Source: Sage, National Association of Realtors
Mortgage rates are a key factor. As of late May, the average 30-year fixed mortgage rate remains near 6.84%, a level that has persisted for months. These elevated rates have created a lock-in effect: homeowners with sub-4% mortgages are reluctant to sell, while buyers face higher monthly payments and tighter credit conditions.
Source: Sage, Bankrate.com
The result is a market with limited inventory and muted activity. Even though active listings have increased year-over-year, total inventory remains 16% below pre-pandemic levels. Home prices, meanwhile, are showing signs of softening. Zillow now expects national home values to decline by 1.4% in 2025 — a modest but notable shift after years of rapid appreciation.
Sentiment reflects this cooling. A Q1 2025 Realtor.com survey found that nearly two-thirds of prospective buyers expect a recession within the next year. While some see that as a potential buying opportunity, many remain cautious — concerned about job stability, credit access, and the risk of overpaying in a market that feels increasingly uncertain.
Even as the housing market remains subdued, agency mortgage-backed securities (MBS) have emerged as a bright spot, drawing investor attention due to their evolving risk profile and attractive valuations.
Agency MBS are bonds backed by pools of residential mortgages and issued by government-sponsored enterprises (GSEs) such as Fannie Mae, Freddie Mac, and Ginnie Mae. These securities are considered to carry minimal credit risk due to their implicit or explicit government backing. However, they are still subject to other forms of risk — primarily interest rate risk and prepayment risk.
In a typical environment, prepayment risk is a major consideration. When interest rates decline, homeowners often refinance at lower rates, causing MBS to prepay earlier than expected. As a result, investors receive their principal sooner and are typically forced to reinvest at lower yields. But in today’s high-rate environment, refinancing activity has slowed dramatically. This has reduced prepayment volatility and made the cash flows from agency MBS more predictable.
At the same time, spreads on agency MBS remain elevated. This is partly due to a shift in demand dynamics. The Federal Reserve, once a major buyer of MBS during its quantitative easing programs, has been reducing its balance sheet. Commercial banks — another traditional source of demand — have also pulled back following the regional banking stress of 2023. With fewer natural buyers in the market, spreads have widened relative to historical norms, and are even considered cheap relative to corporate bonds in an environment of higher earnings uncertainty.
Adding another layer of complexity is the renewed discussion around the potential privatization of government-sponsored enterprises (GSEs) under the Trump administration. President Trump has recently stated that he is giving “very serious consideration” to taking Fannie Mae and Freddie Mac public. While this idea has surfaced before, past efforts to privatize the GSEs have faced significant legal, political, and logistical hurdles. The conservatorship structure, in place since 2008, has proven difficult to unwind, and many in the housing and financial sectors remain skeptical that a full privatization can be executed without disrupting the mortgage market.

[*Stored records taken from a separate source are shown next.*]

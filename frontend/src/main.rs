use yew::prelude::*;
use yew_router::prelude::*;

mod api;
mod config;
mod poll_board;
mod poll_create;
mod render_tally;
mod scheduler;
mod storage;
mod styles;

use crate::{poll_board::PollBoard, poll_create::PollCreate};

#[derive(Clone, Routable, PartialEq)]
pub enum Route {
    #[at("/")] Board,
    #[at("/create")] CreatePoll,
}

const NAV_LINK: &str = "text-base md:text-lg font-medium px-4 py-2 rounded-md transition-colors duration-200 ease-in-out text-gray-200 border border-transparent hover:border-blue-400 hover:text-blue-400";
const NAV_ACTIVE: &str = "text-blue-400 border-blue-400 ring-2 ring-blue-500 ring-offset-1 ring-offset-gray-900";

#[function_component(Navigation)]
fn navigation() -> Html {
    let current_route = use_route::<Route>();
    let link_class = |route: Route| classes!(
        NAV_LINK,
        if current_route == Some(route) { NAV_ACTIVE } else { "" }
    );

    html! {
        <nav class="bg-gray-900 shadow-lg fixed top-0 w-full z-50">
            <div class="container mx-auto px-6 py-4 flex justify-center space-x-8">
                <Link<Route> to={Route::Board} classes={link_class(Route::Board)}>
                    {"Polls"}
                </Link<Route>>
                <Link<Route> to={Route::CreatePoll} classes={link_class(Route::CreatePoll)}>
                    {"Create Poll"}
                </Link<Route>>
            </div>
        </nav>
    }
}

#[function_component(App)]
fn app() -> Html {
    html! {
        <BrowserRouter>
            <div class="min-h-screen bg-gray-900">
                <Navigation />
                <div class="pt-16">
                    <Switch<Route> render={switch} />
                </div>
            </div>
        </BrowserRouter>
    }
}

fn switch(routes: Route) -> Html {
    match routes {
        Route::Board => html! { <PollBoard /> },
        Route::CreatePoll => html! { <PollCreate /> },
    }
}

fn main() {
    #[cfg(target_arch = "wasm32")]
    console_error_panic_hook::set_once();
    yew::Renderer::<App>::new().render();
}
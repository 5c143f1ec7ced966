use serde::{Serialize, Deserialize};
use thiserror::Error;
use crate::models::PollId;

#[derive(Debug, Clone, Copy, Error, Serialize, Deserialize, PartialEq, Eq)]
#[serde(rename_all = "camelCase")]
pub enum ErrorCode {
    #[error("Invalid input provided")]
    InvalidInput,
    #[error("Resource not found")]
    NotFound,
    #[error("Resource conflict")]
    Conflict,
    #[error("Rate limit exceeded")]
    RateLimited,
    #[error("Internal system error")]
    SystemError,
}

impl ErrorCode {
    pub fn from_status(status: u16) -> Self {
        match status {
            400 | 422 => ErrorCode::InvalidInput,
            404 => ErrorCode::NotFound,
            403 | 409 => ErrorCode::Conflict,
            429 => ErrorCode::RateLimited,
            _ => ErrorCode::SystemError,
        }
    }
}

/// JSON error body returned by the poll server.
#[derive(Debug, Clone, Serialize, Deserialize, PartialEq, Eq)]
pub struct ErrorResponse {
    pub error: String,
}

#[derive(Debug, Clone, Error, PartialEq, Eq)]
pub enum SyncError {
    #[error("Network error: {0}")]
    Transient(String),
    #[error("{code}: {message}")]
    ServerRejection { code: ErrorCode, message: String },
    #[error("Local storage unavailable: {0}")]
    StorageUnavailable(String),
    #[error("Malformed poll {expected}: {reason}")]
    MalformedPoll { expected: PollId, reason: String },
    #[error("No poll selected")]
    NoSelection,
    #[error("Poll not loaded yet")]
    NotLoaded,
    #[error("Already voted for option {option} on poll {poll_id}")]
    AlreadyVoted { poll_id: PollId, option: usize },
    #[error("Vote already in flight for poll {0}")]
    VoteInFlight(PollId),
    #[error("Invalid option {index} (poll has {count} options)")]
    InvalidOption { index: usize, count: usize },
    #[error("Sync session closed")]
    Closed,
}

impl SyncError {
    pub fn rejection(status: u16, message: impl Into<String>) -> Self {
        SyncError::ServerRejection { code: ErrorCode::from_status(status), message: message.into() }
    }

    pub fn user_message(&self) -> String {
        match self {
            SyncError::Transient(_) => "Connection problem. Please try again.".into(),
            SyncError::ServerRejection { code: ErrorCode::Conflict, .. } =>
                "You have already voted in this poll.".into(),
            SyncError::ServerRejection { code: ErrorCode::NotFound, .. } =>
                "This poll is no longer available.".into(),
            SyncError::ServerRejection { code: ErrorCode::RateLimited, .. } =>
                "You're voting too quickly. Please try again.".into(),
            SyncError::ServerRejection { message, .. } => message.clone(),
            SyncError::AlreadyVoted { .. } => "You have already voted in this poll.".into(),
            SyncError::VoteInFlight(_) => "Your vote is being submitted.".into(),
            SyncError::StorageUnavailable(_) =>
                "Your vote was counted, but this browser could not remember it.".into(),
            other => other.to_string(),
        }
    }
}

pub type Result<T> = std::result::Result<T, SyncError>;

Nonetheless, President Trump has emphasized that any move toward privatization would retain the implicit government guarantee that underpins the stability of agency MBS. That assurance may help temper market volatility, but the path forward remains uncertain.
Source: Sage, Bloomberg
In a fixed income landscape where high-quality yield is increasingly scarce, agency MBS stand out for their relative value. Despite carrying no credit risk, current coupon MBS are trading at spreads well above historical averages — offering a meaningful pickup over comparable-duration Treasuries. Importantly, these elevated spreads are not being driven by deteriorating fundamentals. Prepayment risk has diminished in the current rate environment, and the underlying credit quality remains strong due to the government-sponsored nature of the issuers. In a market starved for high-quality yield, agency MBS offer a rare combination of stability, attractive spreads, and reduced volatility — making them a compelling option for income-focused investors navigating today’s uncertain environment.